WEDNESDAY, Nov. 20, 2019 (HealthDay News) — Receiving care at a multidisciplinary (MultiD) clinic facilitates adherence to evidence-based national treatment guidelines for prostate cancer, according to a study published online Nov. 19 in Cancer.

Chad Tang, M.D., from the University of Texas MD Anderson Cancer Center in Houston, and colleagues analyzed 4,451 men with prostate cancer who presented to the MultiD clinic from 2004 to 2016. Nationwide trends were assessed by analyzing 392,710 men with prostate cancer diagnosed from 2004 to 2015 from the Surveillance, Epidemiology, and End Results (SEER) database.

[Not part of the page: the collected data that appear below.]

pub mod core;
pub mod error;
pub mod settings;
use crate::{
    animation::{ease::Ease, property::AnimatableProperty, value::AnimValue},
    foundation::error::{MotionError, MotionResult},
    state::target::TargetRef,
};

/// One "animate property P of object O to value V" request.
///
/// Descriptors are immutable once built; the builder methods consume and return `self`.
#[derive(Clone, Debug, PartialEq)]
pub struct AnimationDescriptor {
    target: TargetRef,
    delay: f64,
    property: AnimatableProperty,
    end_value: AnimValue,
    duration: f64,
    ease: Ease,
}

impl AnimationDescriptor {
    /// Animate `property` of `target` to `end_value` over `duration` seconds, linearly and
    /// without delay.
    pub fn new(
        target: &TargetRef,
        property: AnimatableProperty,
        end_value: impl Into<AnimValue>,
        duration: f64,
    ) -> Self {
        Self {
            target: target.clone(),
            delay: 0.0,
            property,
            end_value: end_value.into(),
            duration,
            ease: Ease::Linear,
        }
    }

    /// Start delay in seconds.
    pub fn with_delay(mut self, delay: f64) -> Self {
        self.delay = delay;
        self
    }

    /// Easing function.
    pub fn with_ease(mut self, ease: Ease) -> Self {
        self.ease = ease;
        self
    }

    /// Animated object.
    pub fn target(&self) -> &TargetRef {
        &self.target
    }

    /// Start delay in seconds.
    pub fn delay(&self) -> f64 {
        self.delay
    }

    /// Animated property.
    pub fn property(&self) -> AnimatableProperty {
        self.property
    }

    /// Requested end value.
    pub fn end_value(&self) -> &AnimValue {
        &self.end_value
    }

    /// Duration in seconds.
    pub fn duration(&self) -> f64 {
        self.duration
    }

    /// Easing function.
    pub fn ease(&self) -> Ease {
        self.ease
    }

    /// `delay + duration`, the span this descriptor occupies inside a group.
    pub fn span(&self) -> f64 {
        self.delay + self.duration
    }

    /// Check timing values and the property/end-value pairing.
    pub fn validate(&self) -> MotionResult<()> {
        if !self.duration.is_finite() || self.duration < 0.0 {
            return Err(MotionError::validation(format!(
                "duration must be finite and >= 0, got {}",
                self.duration
            )));
        }
        if !self.delay.is_finite() || self.delay < 0.0 {
            return Err(MotionError::validation(format!(
                "delay must be finite and >= 0, got {}",
                self.delay
            )));
        }
        if !self.property.is_supported() {
            return Err(MotionError::UnsupportedProperty(self.property));
        }
        self.property.check_value(&self.end_value)
    }

    /// Split a `Frame` descriptor into its `Origin` and `Size` parts.
    ///
    /// Both parts keep the target, delay, duration and easing of `self`.
    pub fn frame_parts(&self) -> MotionResult<(AnimationDescriptor, AnimationDescriptor)> {
        if self.property != AnimatableProperty::Frame {
            return Err(MotionError::validation(format!(
                "frame_parts called on {:?}",
                self.property
            )));
        }
        self.property.check_value(&self.end_value)?;
        let AnimValue::Rect(frame) = self.end_value else {
            return Err(MotionError::validation("Frame end value must be a rect"));
        };

        let part = |property, end_value| AnimationDescriptor {
            target: self.target.clone(),
            delay: self.delay,
            property,
            end_value,
            duration: self.duration,
            ease: self.ease,
        };
        Ok((
            part(AnimatableProperty::Origin, AnimValue::Point(frame.origin())),
            part(AnimatableProperty::Size, AnimValue::Size(frame.size())),
        ))
    }
}

#[cfg(test)]
#[path = "../../tests/unit/animation/descriptor.rs"]
mod tests;
use crate::foundation::core::{BezPath, Color, Point, Rect, Size, Transform3D};

/// Runtime kind of an animatable value.
#[derive(Clone, Copy, Debug, PartialEq, Eq, Hash, serde::Serialize, serde::Deserialize)]
pub enum ValueKind {
    /// A single number.
    Scalar,
    /// A 2D point.
    Point,
    /// A 2D size.
    Size,
    /// A rectangle (origin + size).
    Rect,
    /// An RGBA color.
    Color,
    /// A 4x4 transform.
    Transform,
    /// A bezier path.
    Path,
}

/// Dynamically typed end value of an animation, validated against the property's [`ValueKind`].
#[derive(Clone, Debug, PartialEq, serde::Serialize, serde::Deserialize)]
pub enum AnimValue {
    /// A single number.
    Scalar(f64),
    /// A 2D point.
    Point(Point),
    /// A 2D size.
    Size(Size),
    /// A rectangle.
    Rect(Rect),
    /// An RGBA color.
    Color(Color),
    /// A 4x4 transform.
    Transform(Transform3D),
    /// A bezier path.
    Path(BezPath),
}

impl AnimValue {
    /// Kind tag of this value.
    pub fn kind(&self) -> ValueKind {
        match self {
            Self::Scalar(_) => ValueKind::Scalar,
            Self::Point(_) => ValueKind::Point,
            Self::Size(_) => ValueKind::Size,
            Self::Rect(_) => ValueKind::Rect,
            Self::Color(_) => ValueKind::Color,
            Self::Transform(_) => ValueKind::Transform,
            Self::Path(_) => ValueKind::Path,
        }
    }

    /// Scalar payload, if any.
    pub fn as_scalar(&self) -> Option<f64> {
        match self {
            Self::Scalar(v) => Some(*v),
            _ => None,
        }
    }

    /// Point payload, if any.
    pub fn as_point(&self) -> Option<Point> {
        match self {
            Self::Point(v) => Some(*v),
            _ => None,
        }
    }

    /// Size payload, if any.
    pub fn as_size(&self) -> Option<Size> {
        match self {
            Self::Size(v) => Some(*v),
            _ => None,
        }
    }

    /// Rect payload, if any.
    pub fn as_rect(&self) -> Option<Rect> {
        match self {
            Self::Rect(v) => Some(*v),
            _ => None,
        }
    }

    /// Color payload, if any.
    pub fn as_color(&self) -> Option<Color> {
        match self {
            Self::Color(v) => Some(*v),
            _ => None,
        }
    }

    /// Return `true` when every numeric component is finite.
    pub fn is_finite(&self) -> bool {
        match self {
            Self::Scalar(v) => v.is_finite(),
            Self::Point(p) => p.is_finite(),
            Self::Size(s) => s.is_finite(),
            Self::Rect(r) => r.is_finite(),
            Self::Color(c) => c.components().iter().all(|v| v.is_finite()),
            Self::Transform(t) => t.rows().iter().flatten().all(|v| v.is_finite()),
            Self::Path(p) => p.elements().iter().all(|el| {
                el.end_point().is_none_or(|pt| pt.is_finite())
            }),
        }
    }
}

impl From<f64> for AnimValue {
    fn from(v: f64) -> Self {
        Self::Scalar(v)
    }
}

impl From<Point> for AnimValue {
    fn from(v: Point) -> Self {
        Self::Point(v)
    }
}

impl From<Size> for AnimValue {
    fn from(v: Size) -> Self {
        Self::Size(v)
    }
}

impl From<Rect> for AnimValue {
    fn from(v: Rect) -> Self {
        Self::Rect(v)
    }
}

impl From<Color> for AnimValue {
    fn from(v: Color) -> Self {
        Self::Color(v)
    }
}

impl From<Transform3D> for AnimValue {
    fn from(v: Transform3D) -> Self {
        Self::Transform(v)
    }
}

impl From<BezPath> for AnimValue {
    fn from(v: BezPath) -> Self {
        Self::Path(v)
    }
}

/// Component-wise interpolation, `a + (b - a) * t`.
pub trait Lerp: Sized {
    /// Interpolate between `a` and `b` with progress `t`.
    fn lerp(a: &Self, b: &Self, t: f64) -> Self;
}

impl Lerp for f64 {
    fn lerp(a: &Self, b: &Self, t: f64) -> Self {
        a + (b - a) * t
    }
}

impl Lerp for Point {
    fn lerp(a: &Self, b: &Self, t: f64) -> Self {
        a.lerp(*b, t)
    }
}

impl Lerp for Size {
    fn lerp(a: &Self, b: &Self, t: f64) -> Self {
        Size::new(
            f64::lerp(&a.width, &b.width, t),
            f64::lerp(&a.height, &b.height, t),
        )
    }
}

impl Lerp for Color {
    fn lerp(a: &Self, b: &Self, t: f64) -> Self {
        let (a, b) = (a.components(), b.components());
        Color::from_components(std::array::from_fn(|i| f64::lerp(&a[i], &b[i], t)))
    }
}

#[cfg(test)]
#[path = "../../tests/unit/animation/value.rs"]
mod tests;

The researchers identified similar treatment trends in the MultiD and SEER cohorts in univariate analyses. With age, there was a decrease in the use of procedural forms of definitive therapy, including brachytherapy and prostatectomy. There was a correlation seen for later year of diagnosis/clinic visit with decreased use of definitive treatments, whereas increased use was seen with higher-risk grouping. Patients with low-risk disease were more likely to receive nondefinitive therapy at the MultiD clinic than were patients in SEER, while a substantial proportion of high-risk patients in SEER did not receive definitive therapy. African-American men with intermediate- and high-risk disease were more likely to receive definitive therapy than were white men in the MultiD clinic, while the opposite was true for SEER.

“The outcomes of this study offer an important motivation to provide multidisciplinary clinical care on the national level,” Tang said in a statement.

Several authors disclosed financial ties to the pharmaceutical industry.